ただ骨の密度を年齢平均値や成人平均値と比較するときに注意すべき点がある。骨密度と骨折のリスク評価は、本当は個々人それぞれにおいてなされねばならないということである。骨密度は体格によって異なるが、特にDXA法で示されるBMD(bone mineral density)は面積当たりの骨塩量で、それ自体骨の大きさの影響を受ける測定値なのである。骨のサイズの大きい人(特に前後方向に大きい骨)は、その密度の割に高く測定値が出る。骨のサイズを補正して値を求める方法も試みられているが未だ完全な方法はなく、一般には面積当たりの骨塩量を用いている。
体格や体重や骨のサイズに応じた骨折閾値というものが本来明らかにされる必要がある。骨のある部位だけを取り出すと骨の密度は差がない(石灰化障害がない限り)と考えられる。したがって、DXA法で測定しているBMDは面積当たりの骨の量と呼ぶのが正しい。

 第二点は、骨粗鬆症患者の薬物治療などの経過観察において骨量測定が有用なことである。X線写真では微量の骨塩量の変化を指摘できない。
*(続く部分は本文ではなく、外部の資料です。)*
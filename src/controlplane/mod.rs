//! etcd + kube-apiserver bootstrapper
//!
//! Startup is a fixed linear sequence of stages:
//!
//! ```text
//! NotStarted -> StoreReady -> ApiServerReady -> CredentialsPublished
//! ```
//!
//! and teardown walks it back:
//!
//! ```text
//! CredentialsRemoved -> ApiServerStopped -> Stopped
//! ```
//!
//! `start` fails fast and leaves whatever it managed to start in place; the
//! caller must always call `stop`, which tolerates partially-initialized state.

mod apiserver;
mod etcd;

pub use apiserver::{ApiServer, ApiServerPki};
pub use etcd::Etcd;

use std::path::{Path, PathBuf};
use std::time::Duration;

use tokio_util::sync::CancellationToken;
use tracing::{info, warn};

use crate::credentials::{self, CredentialsEntry, PublishedCredentials};
use crate::net::ServiceEndpoint;
use crate::process::DEFAULT_STOP_GRACE;
use crate::{Error, Result};

/// Where the control plane is in its lifecycle
#[derive(Clone, Copy, Debug, PartialEq, Eq)]
pub enum Stage {
    /// Nothing started yet
    NotStarted,
    /// etcd answers on `/health`
    StoreReady,
    /// kube-apiserver answers on `/readyz`
    ApiServerReady,
    /// Kubeconfig entry written; the control plane is usable
    CredentialsPublished,
    /// Kubeconfig entry removed
    CredentialsRemoved,
    /// kube-apiserver stopped
    ApiServerStopped,
    /// etcd stopped and its data removed
    Stopped,
}

/// Inputs for one control plane run
#[derive(Clone, Debug)]
pub struct ControlPlaneOptions {
    /// Directory holding the `etcd` and `kube-apiserver` binaries
    pub package_path: PathBuf,
    /// Working directory root for logs, PKI and data
    pub work_dir: PathBuf,
    /// Name used for the kubeconfig entry
    pub cluster_name: String,
    /// Kubeconfig override; default loading rules otherwise
    pub kubeconfig: Option<PathBuf>,
    /// Upper bound for each process readiness wait
    pub ready_timeout: Option<Duration>,
    /// Grace period between SIGTERM and SIGKILL
    pub stop_grace: Duration,
}

impl ControlPlaneOptions {
    /// Options with default timeouts
    pub fn new(package_path: impl Into<PathBuf>, cluster_name: impl Into<String>) -> Self {
        Self {
            package_path: package_path.into(),
            work_dir: PathBuf::from(crate::DEFAULT_WORK_DIR),
            cluster_name: cluster_name.into(),
            kubeconfig: None,
            ready_timeout: None,
            stop_grace: DEFAULT_STOP_GRACE,
        }
    }
}

/// The etcd + kube-apiserver pair and its published credentials
#[derive(Debug)]
pub struct ControlPlane {
    options: ControlPlaneOptions,
    stage: Stage,
    etcd: Option<Etcd>,
    api_server: Option<ApiServer>,
    credentials: Option<PublishedCredentials>,
}

impl ControlPlane {
    /// Prepare a control plane; nothing runs until [`ControlPlane::start`]
    pub fn new(options: ControlPlaneOptions) -> Self {
        Self {
            options,
            stage: Stage::NotStarted,
            etcd: None,
            api_server: None,
            credentials: None,
        }
    }

    /// Current stage
    pub fn stage(&self) -> Stage {
        self.stage
    }

    /// Kubeconfig file holding the published context
    pub fn kubeconfig_path(&self) -> Option<&Path> {
        self.credentials.as_ref().map(|c| c.path.as_path())
    }

    /// Published context name
    pub fn context(&self) -> Option<&str> {
        self.credentials.as_ref().map(|c| c.context.as_str())
    }

    /// API server endpoint, once started
    pub fn api_server_endpoint(&self) -> Option<&ServiceEndpoint> {
        self.api_server.as_ref().and_then(|a| a.endpoint())
    }

    /// Start etcd, then the API server, then publish credentials
    pub async fn start(&mut self, cancel: &CancellationToken) -> Result<()> {
        if self.stage != Stage::NotStarted {
            return Err(Error::process_lifecycle(format!(
                "control plane cannot start from stage {:?}",
                self.stage
            )));
        }
        let work_dir = self.options.work_dir.clone();
        let timeout = self.options.ready_timeout;

        let etcd = self.etcd.insert(Etcd::new(
            self.options.package_path.join("etcd"),
            &work_dir,
        ));
        etcd.start()?;
        etcd.wait_ready(cancel, timeout).await?;
        let etcd_endpoint = etcd
            .endpoint()
            .cloned()
            .ok_or_else(|| Error::process_lifecycle("etcd has no endpoint"))?;
        self.stage = Stage::StoreReady;
        info!(url = %etcd_endpoint, "etcd ready");

        let api_server = self.api_server.insert(ApiServer::new(
            self.options.package_path.join("kube-apiserver"),
            &work_dir,
        ));
        api_server.start(&etcd_endpoint)?;
        api_server.wait_ready(cancel, timeout).await?;
        self.stage = Stage::ApiServerReady;

        let (endpoint, ca) = match (api_server.endpoint(), api_server.ca()) {
            (Some(endpoint), Some(ca)) => (endpoint, ca),
            _ => return Err(Error::process_lifecycle("kube-apiserver has no endpoint")),
        };
        info!(url = %endpoint, "kube-apiserver ready");

        let entry = CredentialsEntry::issue(ca, &self.options.cluster_name, &endpoint.url())?;
        let published = credentials::publish(&entry, self.options.kubeconfig.as_deref())?;
        self.credentials = Some(published);
        self.stage = Stage::CredentialsPublished;
        Ok(())
    }

    /// Remove credentials, stop the API server, stop etcd
    ///
    /// Every step runs even if an earlier one failed; the first error is
    /// returned.
    pub async fn stop(&mut self) -> Result<()> {
        let grace = self.options.stop_grace;
        let mut first_error = None;

        if self.credentials.take().is_some() {
            if let Err(e) = credentials::remove(
                &self.options.cluster_name,
                self.options.kubeconfig.as_deref(),
            ) {
                warn!(error = %e, "failed to remove credentials");
                first_error.get_or_insert(e);
            }
        }
        self.stage = Stage::CredentialsRemoved;

        if let Some(mut api_server) = self.api_server.take() {
            if let Err(e) = api_server.stop(grace).await {
                warn!(error = %e, "failed to stop kube-apiserver");
                first_error.get_or_insert(e);
            }
        }
        self.stage = Stage::ApiServerStopped;

        if let Some(mut etcd) = self.etcd.take() {
            if let Err(e) = etcd.stop(grace).await {
                warn!(error = %e, "failed to stop etcd");
                first_error.get_or_insert(e);
            }
        }
        self.stage = Stage::Stopped;

        match first_error {
            Some(e) => Err(e),
            None => Ok(()),
        }
    }
}

#[cfg(test)]
mod tests {
    use super::*;

    fn options(dir: &Path) -> ControlPlaneOptions {
        let mut options = ControlPlaneOptions::new(dir.join("packages"), "bootstrap");
        options.work_dir = dir.join("work");
        options.kubeconfig = Some(dir.join("kubeconfig"));
        options.stop_grace = Duration::from_secs(1);
        options
    }

    #[tokio::test]
    async fn stop_without_start_reaches_stopped() {
        let dir = tempfile::tempdir().unwrap();
        let mut cp = ControlPlane::new(options(dir.path()));
        assert_eq!(cp.stage(), Stage::NotStarted);

        cp.stop().await.unwrap();
        assert_eq!(cp.stage(), Stage::Stopped);
        assert!(cp.context().is_none());
        cp.stop().await.unwrap();
    }

    /// Story: the package directory has no etcd binary
    ///
    /// Start fails on the first stage, and the follow-up stop still cleans
    /// up without touching the kubeconfig.
    #[tokio::test]
    async fn story_failed_start_is_torn_down() {
        let dir = tempfile::tempdir().unwrap();
        let mut cp = ControlPlane::new(options(dir.path()));

        let err = cp.start(&CancellationToken::new()).await.unwrap_err();
        assert!(err.is_configuration());
        assert_eq!(cp.stage(), Stage::NotStarted);
        assert!(cp.api_server_endpoint().is_none());

        cp.stop().await.unwrap();
        assert_eq!(cp.stage(), Stage::Stopped);
        assert!(!dir.path().join("kubeconfig").exists());
        assert!(!dir.path().join("work/kubernetes/etcd/data").exists());
    }

    #[tokio::test]
    async fn start_twice_is_rejected() {
        let dir = tempfile::tempdir().unwrap();
        let mut cp = ControlPlane::new(options(dir.path()));
        cp.stop().await.unwrap();
        let err = cp.start(&CancellationToken::new()).await.unwrap_err();
        assert!(matches!(err, Error::ProcessLifecycle(_)));
    }
}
骨量計測法では多くの装置の精度は1〜3%である。したがって、理論的には2.5〜7.5%程度の変化があればとらえることができる。測定回数を増やせばさらに誤差を少なくできるので、数%の変化をとらえることができる。
薬や運動や食事などの効果をみるには、骨塩量定量は不可欠である。骨の密度の変化はせいぜい年に数%のもので、本当は骨塩定量の精度はもう1オーダー上げる必要があると思われる。現状ではこの程度にとどまっているが、腰椎DXA法においては十分臨床に用いることができる。
末梢骨の測定と治療経過との関連に関しては成績が少ない。また、骨塩定量法では骨塩量の変化をみているのであって骨の構造の変化はわからず、骨強度がどのように変化しているかということとは切り離して考えておく必要がある。

5.骨塩定量法における基準値

 各種測定法おける日本人の成績も集計され、その年齢分布が明らかになっている。昨年度日本骨代謝学会より発表されているが、成人値(20〜44歳)の平均値が示され、またそれに対する80%値、 70%値も明らかにされた。その一例を表3に示した。これらの 基準値を参考に判定を下すことができるが、値の解釈にあたっては、特に腰椎DXA法では、変形や大動脈石灰化、体位などの誤差要因を注意深く判定する必要がある。測定部位は多ければ多いほど判定が正確となるので、腰椎と大腿骨頸部のごとく2カ所以上を測定することが望まれる。

6.骨構造評価法

 先に示したように、現在行われている骨塩定量法はある程度骨の状態を示すが、骨の強さは、骨の大きさや形、また微細構造によって変わる。DXA法などの骨塩定量法では、これらの情報はあまり得られない、超音波法は、骨の構造を反映している可能性が指摘されているが、その詳細はなお明らかでない。
CTは、空間分解能にも優れ、また3次元的データを有しているので、CTを用いる方法は、骨の構造評価に最も適していると考えられる。この観点に立って、CTによる骨の構造解析が試みられている。それらの方法の一つに、椎体の骨密度の分布を定量化しようとするテキスチャー解析や骨梁の構造を解析しようとするフラクタル分析などがある。また、建築工学などの分野で用いられている有限要素分析法を用いて、CTのデータから骨の力学的応力を分析する試みも行われている。これらの方法の臨床への応用が期待されるが現時点ではなお研究段階である(*3,4)。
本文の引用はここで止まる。